→ Task directions: Return only the lines running from the top of the entries to the line with "pub struct OrderItem", inclusive, exactly as written.

**** Input data ****

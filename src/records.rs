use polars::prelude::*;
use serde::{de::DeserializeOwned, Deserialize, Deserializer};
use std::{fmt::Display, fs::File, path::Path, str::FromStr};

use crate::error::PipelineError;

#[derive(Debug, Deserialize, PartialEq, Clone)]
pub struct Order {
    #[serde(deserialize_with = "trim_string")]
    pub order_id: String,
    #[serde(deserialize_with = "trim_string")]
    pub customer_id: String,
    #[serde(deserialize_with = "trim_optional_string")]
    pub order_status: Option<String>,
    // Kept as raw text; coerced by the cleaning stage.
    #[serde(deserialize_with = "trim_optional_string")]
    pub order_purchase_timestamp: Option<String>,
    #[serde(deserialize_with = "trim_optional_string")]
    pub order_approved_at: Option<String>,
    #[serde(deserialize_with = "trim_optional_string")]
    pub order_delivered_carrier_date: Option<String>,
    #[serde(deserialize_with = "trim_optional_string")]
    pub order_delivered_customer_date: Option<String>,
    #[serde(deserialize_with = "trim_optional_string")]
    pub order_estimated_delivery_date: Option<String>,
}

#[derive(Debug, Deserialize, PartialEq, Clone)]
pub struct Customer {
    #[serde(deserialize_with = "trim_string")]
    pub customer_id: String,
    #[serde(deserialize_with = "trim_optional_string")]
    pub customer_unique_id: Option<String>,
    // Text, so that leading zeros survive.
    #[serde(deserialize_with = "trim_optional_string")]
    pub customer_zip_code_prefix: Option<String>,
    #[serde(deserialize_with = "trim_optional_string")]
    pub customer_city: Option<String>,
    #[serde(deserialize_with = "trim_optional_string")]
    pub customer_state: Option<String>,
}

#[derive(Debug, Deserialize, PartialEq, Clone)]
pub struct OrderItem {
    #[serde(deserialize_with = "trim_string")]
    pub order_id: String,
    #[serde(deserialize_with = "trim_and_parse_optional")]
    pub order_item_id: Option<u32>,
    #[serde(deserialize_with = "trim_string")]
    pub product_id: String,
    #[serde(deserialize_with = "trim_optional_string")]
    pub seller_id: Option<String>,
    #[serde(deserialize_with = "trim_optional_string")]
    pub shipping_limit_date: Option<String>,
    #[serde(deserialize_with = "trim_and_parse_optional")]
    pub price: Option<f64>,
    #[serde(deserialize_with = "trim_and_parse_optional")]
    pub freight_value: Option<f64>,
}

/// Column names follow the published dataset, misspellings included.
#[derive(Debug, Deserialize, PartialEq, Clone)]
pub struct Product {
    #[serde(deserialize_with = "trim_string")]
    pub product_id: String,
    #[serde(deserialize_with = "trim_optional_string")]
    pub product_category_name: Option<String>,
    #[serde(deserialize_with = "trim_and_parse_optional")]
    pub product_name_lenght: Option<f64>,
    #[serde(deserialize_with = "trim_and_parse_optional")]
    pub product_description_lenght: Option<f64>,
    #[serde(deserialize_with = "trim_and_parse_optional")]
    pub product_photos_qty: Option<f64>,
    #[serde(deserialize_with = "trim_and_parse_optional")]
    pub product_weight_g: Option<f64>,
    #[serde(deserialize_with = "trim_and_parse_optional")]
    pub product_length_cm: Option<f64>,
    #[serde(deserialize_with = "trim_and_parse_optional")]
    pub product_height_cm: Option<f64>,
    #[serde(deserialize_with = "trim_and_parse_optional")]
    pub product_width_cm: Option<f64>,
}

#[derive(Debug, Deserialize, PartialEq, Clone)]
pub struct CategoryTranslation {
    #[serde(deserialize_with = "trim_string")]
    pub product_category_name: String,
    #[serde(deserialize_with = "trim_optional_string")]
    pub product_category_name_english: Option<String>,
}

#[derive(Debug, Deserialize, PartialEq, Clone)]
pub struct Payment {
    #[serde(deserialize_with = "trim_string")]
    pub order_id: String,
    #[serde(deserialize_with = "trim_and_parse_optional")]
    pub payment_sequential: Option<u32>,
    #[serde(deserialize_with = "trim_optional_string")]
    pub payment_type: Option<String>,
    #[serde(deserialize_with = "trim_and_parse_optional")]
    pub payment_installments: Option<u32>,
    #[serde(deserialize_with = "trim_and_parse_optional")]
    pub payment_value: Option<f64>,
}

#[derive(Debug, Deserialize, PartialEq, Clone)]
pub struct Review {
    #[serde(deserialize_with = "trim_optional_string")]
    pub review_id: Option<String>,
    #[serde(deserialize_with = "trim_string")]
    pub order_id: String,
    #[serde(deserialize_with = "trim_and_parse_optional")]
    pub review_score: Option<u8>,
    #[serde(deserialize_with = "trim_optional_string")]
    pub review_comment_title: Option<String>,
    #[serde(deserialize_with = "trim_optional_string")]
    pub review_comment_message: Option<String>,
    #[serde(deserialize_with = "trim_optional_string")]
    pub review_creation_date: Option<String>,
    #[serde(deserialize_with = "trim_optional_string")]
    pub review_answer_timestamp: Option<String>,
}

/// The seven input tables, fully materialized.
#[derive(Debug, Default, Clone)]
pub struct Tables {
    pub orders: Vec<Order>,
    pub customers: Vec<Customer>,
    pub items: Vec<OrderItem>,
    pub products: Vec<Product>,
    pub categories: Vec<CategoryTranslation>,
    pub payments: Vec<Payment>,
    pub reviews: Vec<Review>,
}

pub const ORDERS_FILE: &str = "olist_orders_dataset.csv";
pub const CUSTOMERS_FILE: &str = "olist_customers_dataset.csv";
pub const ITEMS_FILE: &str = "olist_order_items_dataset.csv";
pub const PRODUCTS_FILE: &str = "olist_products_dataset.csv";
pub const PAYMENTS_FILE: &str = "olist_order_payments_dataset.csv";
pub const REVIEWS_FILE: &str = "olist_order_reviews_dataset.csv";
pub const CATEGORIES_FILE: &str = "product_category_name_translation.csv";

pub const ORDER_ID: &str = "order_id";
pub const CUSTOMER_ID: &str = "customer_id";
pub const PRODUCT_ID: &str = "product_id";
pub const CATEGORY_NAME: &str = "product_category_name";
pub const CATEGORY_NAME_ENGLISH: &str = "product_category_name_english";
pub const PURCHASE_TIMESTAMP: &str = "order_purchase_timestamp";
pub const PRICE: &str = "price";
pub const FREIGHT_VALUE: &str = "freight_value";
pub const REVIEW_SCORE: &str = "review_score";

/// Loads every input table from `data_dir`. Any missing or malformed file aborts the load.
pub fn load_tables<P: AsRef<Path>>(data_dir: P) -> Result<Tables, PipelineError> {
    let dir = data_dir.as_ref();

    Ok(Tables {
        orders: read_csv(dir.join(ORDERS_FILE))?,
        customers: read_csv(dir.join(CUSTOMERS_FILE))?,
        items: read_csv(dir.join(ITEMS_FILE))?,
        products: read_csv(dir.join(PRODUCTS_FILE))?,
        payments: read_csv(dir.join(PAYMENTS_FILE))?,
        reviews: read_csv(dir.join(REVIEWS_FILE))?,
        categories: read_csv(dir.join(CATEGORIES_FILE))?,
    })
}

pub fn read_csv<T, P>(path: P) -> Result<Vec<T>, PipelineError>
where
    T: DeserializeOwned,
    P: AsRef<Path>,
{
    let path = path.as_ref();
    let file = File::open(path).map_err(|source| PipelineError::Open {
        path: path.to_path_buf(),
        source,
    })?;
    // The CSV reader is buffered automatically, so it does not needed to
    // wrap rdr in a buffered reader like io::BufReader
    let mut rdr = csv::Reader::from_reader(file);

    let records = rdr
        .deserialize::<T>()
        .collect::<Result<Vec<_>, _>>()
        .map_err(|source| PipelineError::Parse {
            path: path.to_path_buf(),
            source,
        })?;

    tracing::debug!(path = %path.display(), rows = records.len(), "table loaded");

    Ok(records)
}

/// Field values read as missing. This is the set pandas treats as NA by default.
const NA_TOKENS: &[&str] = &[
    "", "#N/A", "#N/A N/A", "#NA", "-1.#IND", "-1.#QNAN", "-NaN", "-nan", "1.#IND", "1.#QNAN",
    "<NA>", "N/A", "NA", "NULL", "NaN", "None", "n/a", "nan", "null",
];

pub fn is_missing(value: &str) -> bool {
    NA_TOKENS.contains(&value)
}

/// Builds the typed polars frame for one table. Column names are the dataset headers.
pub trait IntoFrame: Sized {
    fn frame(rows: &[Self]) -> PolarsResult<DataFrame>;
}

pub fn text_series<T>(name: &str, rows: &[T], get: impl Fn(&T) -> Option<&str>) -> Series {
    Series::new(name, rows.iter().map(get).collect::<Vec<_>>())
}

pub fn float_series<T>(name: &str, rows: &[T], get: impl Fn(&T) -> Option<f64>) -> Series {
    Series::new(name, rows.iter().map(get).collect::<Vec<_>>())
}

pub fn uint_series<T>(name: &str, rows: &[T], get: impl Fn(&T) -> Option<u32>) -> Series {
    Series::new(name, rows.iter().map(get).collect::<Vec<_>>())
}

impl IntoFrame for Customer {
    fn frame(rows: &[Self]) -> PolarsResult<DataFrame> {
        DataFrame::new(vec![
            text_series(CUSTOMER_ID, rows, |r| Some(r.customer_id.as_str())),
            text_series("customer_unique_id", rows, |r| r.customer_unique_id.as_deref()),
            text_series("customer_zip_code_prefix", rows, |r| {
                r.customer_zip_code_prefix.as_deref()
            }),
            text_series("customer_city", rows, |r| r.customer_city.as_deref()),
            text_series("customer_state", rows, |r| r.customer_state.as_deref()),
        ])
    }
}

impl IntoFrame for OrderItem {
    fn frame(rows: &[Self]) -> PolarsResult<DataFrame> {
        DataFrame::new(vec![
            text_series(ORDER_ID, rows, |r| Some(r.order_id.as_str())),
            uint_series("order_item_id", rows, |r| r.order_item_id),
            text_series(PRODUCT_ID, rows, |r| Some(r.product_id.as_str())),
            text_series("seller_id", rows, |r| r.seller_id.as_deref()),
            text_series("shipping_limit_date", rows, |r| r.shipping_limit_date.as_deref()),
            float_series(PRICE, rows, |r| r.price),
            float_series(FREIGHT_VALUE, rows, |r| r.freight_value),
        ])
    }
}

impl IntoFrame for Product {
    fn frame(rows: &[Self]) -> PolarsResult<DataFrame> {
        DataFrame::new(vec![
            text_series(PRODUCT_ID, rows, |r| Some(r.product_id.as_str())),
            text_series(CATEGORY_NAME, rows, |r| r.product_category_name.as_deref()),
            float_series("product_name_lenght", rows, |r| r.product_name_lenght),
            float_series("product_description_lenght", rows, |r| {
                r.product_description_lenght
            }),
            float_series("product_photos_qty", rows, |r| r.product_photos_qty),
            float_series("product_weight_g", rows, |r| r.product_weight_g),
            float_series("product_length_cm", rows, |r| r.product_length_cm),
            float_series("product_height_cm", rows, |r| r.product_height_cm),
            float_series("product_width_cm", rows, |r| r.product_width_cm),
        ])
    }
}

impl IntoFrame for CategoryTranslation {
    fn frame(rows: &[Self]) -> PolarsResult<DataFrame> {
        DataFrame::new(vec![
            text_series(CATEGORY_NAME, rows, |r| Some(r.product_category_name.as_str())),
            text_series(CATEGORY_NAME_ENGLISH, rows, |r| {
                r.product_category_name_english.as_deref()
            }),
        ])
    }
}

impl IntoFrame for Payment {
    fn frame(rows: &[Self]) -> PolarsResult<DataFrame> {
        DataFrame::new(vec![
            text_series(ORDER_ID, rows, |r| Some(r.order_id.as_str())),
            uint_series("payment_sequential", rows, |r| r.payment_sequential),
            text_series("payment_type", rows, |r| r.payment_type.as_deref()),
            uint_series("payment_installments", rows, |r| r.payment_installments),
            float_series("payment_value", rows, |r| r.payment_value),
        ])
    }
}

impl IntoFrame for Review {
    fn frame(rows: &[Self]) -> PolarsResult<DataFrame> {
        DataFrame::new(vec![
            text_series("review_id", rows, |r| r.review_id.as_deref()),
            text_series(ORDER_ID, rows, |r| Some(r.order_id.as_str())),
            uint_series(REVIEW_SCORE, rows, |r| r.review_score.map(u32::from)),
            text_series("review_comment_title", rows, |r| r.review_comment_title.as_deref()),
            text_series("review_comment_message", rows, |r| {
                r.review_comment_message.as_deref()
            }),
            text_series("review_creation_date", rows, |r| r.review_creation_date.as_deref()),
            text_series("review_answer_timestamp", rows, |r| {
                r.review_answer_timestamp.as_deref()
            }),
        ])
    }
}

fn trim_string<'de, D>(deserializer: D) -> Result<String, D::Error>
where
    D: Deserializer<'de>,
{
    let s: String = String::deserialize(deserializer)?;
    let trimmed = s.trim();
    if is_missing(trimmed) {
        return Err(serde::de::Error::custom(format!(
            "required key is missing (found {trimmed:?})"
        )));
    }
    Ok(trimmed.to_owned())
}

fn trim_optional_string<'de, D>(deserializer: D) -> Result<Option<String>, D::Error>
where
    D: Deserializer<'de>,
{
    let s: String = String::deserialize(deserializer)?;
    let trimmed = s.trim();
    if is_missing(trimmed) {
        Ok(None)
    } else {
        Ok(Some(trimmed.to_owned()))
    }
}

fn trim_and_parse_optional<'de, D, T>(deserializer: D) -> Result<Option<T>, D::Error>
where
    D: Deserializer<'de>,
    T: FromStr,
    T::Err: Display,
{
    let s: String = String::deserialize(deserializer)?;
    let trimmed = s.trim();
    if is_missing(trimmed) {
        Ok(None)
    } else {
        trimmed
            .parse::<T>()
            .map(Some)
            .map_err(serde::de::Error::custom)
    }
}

****

→ Answer section:
filename src/records.rs
use polars::prelude::*;
use serde::{de::DeserializeOwned, Deserialize, Deserializer};
use std::{fmt::Display, fs::File, path::Path, str::FromStr};

use crate::error::PipelineError;

#[derive(Debug, Deserialize, PartialEq, Clone)]
pub struct Order {
    #[serde(deserialize_with = "trim_string")]
    pub order_id: String,
    #[serde(deserialize_with = "trim_string")]
    pub customer_id: String,
    #[serde(deserialize_with = "trim_optional_string")]
    pub order_status: Option<String>,
    // Kept as raw text; coerced by the cleaning stage.
    #[serde(deserialize_with = "trim_optional_string")]
    pub order_purchase_timestamp: Option<String>,
    #[serde(deserialize_with = "trim_optional_string")]
    pub order_approved_at: Option<String>,
    #[serde(deserialize_with = "trim_optional_string")]
    pub order_delivered_carrier_date: Option<String>,
    #[serde(deserialize_with = "trim_optional_string")]
    pub order_delivered_customer_date: Option<String>,
    #[serde(deserialize_with = "trim_optional_string")]
    pub order_estimated_delivery_date: Option<String>,
}

#[derive(Debug, Deserialize, PartialEq, Clone)]
pub struct Customer {
    #[serde(deserialize_with = "trim_string")]
    pub customer_id: String,
    #[serde(deserialize_with = "trim_optional_string")]
    pub customer_unique_id: Option<String>,
    // Text, so that leading zeros survive.
    #[serde(deserialize_with = "trim_optional_string")]
    pub customer_zip_code_prefix: Option<String>,
    #[serde(deserialize_with = "trim_optional_string")]
    pub customer_city: Option<String>,
    #[serde(deserialize_with = "trim_optional_string")]
    pub customer_state: Option<String>,
}

#[derive(Debug, Deserialize, PartialEq, Clone)]
pub struct OrderItem {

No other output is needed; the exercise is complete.